11. Pulling at a loose thread is the quickest way to unravel a garment of deceit, but simply tying it off and tucking it out of sight preserves its shameful cover.

12.  If you think “nobody” has seen you, you are probably right, “somebody” is probably the one who has seen you.

13.  Assuming a position sight unseen and thought untried, is like taking a bath in public, it exposes one to the possibility of public derision and shame.

14.  If trying to find a position of comfort is proving to be too much of a challenge, maybe you need to find another seat.

15.  Ineptitude is the father of false praise, the possession of aptitude births the product of affirmation.

16.  He who is chief in the midst of fools is he who considers himself to be the greatest of them all… and that, he most determinedly is!

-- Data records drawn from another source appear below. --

//! Settings file management commands

use crate::console::CliConsole;
use anyhow::{Result, bail};
use colored::*;
use scrim_core::ScrimSettings;
use std::path::Path;

/// Show effective settings
pub async fn show(settings_path: &Path) -> Result<()> {
    let console = CliConsole::new(true);

    console.print_header("Settings");

    if settings_path.exists() {
        console.success(&format!("Loaded settings from: {}", settings_path.display()));
    } else {
        console.warn(&format!("Settings file not found: {}", settings_path.display()));
        console.info("Using default settings");
    }

    let settings = super::load_settings(settings_path)?;
    print_settings(&console, &settings);
    Ok(())
}

/// Validate the settings file
pub async fn validate(settings_path: &Path) -> Result<()> {
    let console = CliConsole::new(true);

    console.print_header("Settings Validation");

    if !settings_path.exists() {
        bail!("Settings file not found: {}", settings_path.display());
    }

    console.info(&format!("Validating settings file: {}", settings_path.display()));

    let settings = match ScrimSettings::resolve(settings_path) {
        Ok(settings) => settings,
        Err(e) => {
            console.error(&format!("Failed to load settings: {e}"));
            return Err(e.into());
        }
    };
    console.success("Settings file loaded successfully");

    if let Err(e) = settings.validate() {
        console.error(&format!("Settings validation failed: {e}"));
        if let Some(hint) = e.suggestion() {
            console.hint(hint);
        }
        return Err(e.into());
    }

    console.success("Settings are valid");
    console.print_separator();
    print_settings(&console, &settings);
    Ok(())
}

/// Write a settings file with defaults
pub async fn init(settings_path: &Path, force: bool) -> Result<()> {
    let console = CliConsole::new(true);

    console.print_header("Settings Initialization");

    if settings_path.exists() && !force {
        console.error(&format!(
            "Settings file already exists: {}",
            settings_path.display()
        ));
        console.info("Use --force to overwrite");
        bail!("Settings file already exists");
    }

    ScrimSettings::default().save(settings_path)?;

    console.success(&format!("Created settings file: {}", settings_path.display()));
    console.info("Run 'scrim keys setup' to store provider API keys");
    Ok(())
}

fn print_settings(console: &CliConsole, settings: &ScrimSettings) {
    console.info(&format!(
        "Default Model: {} ({})",
        settings.default_model.green(),
        settings.default_provider
    ));
    console.info(&format!(
        "Credentials: {}",
        settings.credentials_path.display().to_string().cyan()
    ));
    console.info(&format!(
        "Results Root: {}",
        settings.results_root.display().to_string().cyan()
    ));

    let eval = &settings.evaluation;
    console.info(&format!(
        "Evaluation: {} samples, {} workers, difficulty {}-{}, cost limit ${:.2}",
        eval.num_samples,
        eval.num_workers,
        eval.min_difficulty,
        eval.max_difficulty,
        eval.cost_limit
    ));

    console.info(&format!(
        "Executor: {} {}",
        settings.executor.program.yellow(),
        settings.executor.args.join(" ").dimmed()
    ));
    if let Some(dir) = &settings.executor.working_dir {
        console.info(&format!("Executor Working Directory: {}", dir.display()));
    }
}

17.  There wants not an ounce of absurdity, in a measure of absolute conformity.

18.  Even the voice of he who is considered foolish cannot be denied, when it resonantly rings with truth that refuses to be silenced.

19.  Dare to stand for truth, even if it results in falling prey to ridicule.

20.  There is nothing hidden that will not be revealed and there nothing exposed that cannot be concealed.

… And if you, by any means suppose that these lessons apply only to the stupid and incompetent, pray tell me, what is the color of your robe? Not that these apply to any of us lol….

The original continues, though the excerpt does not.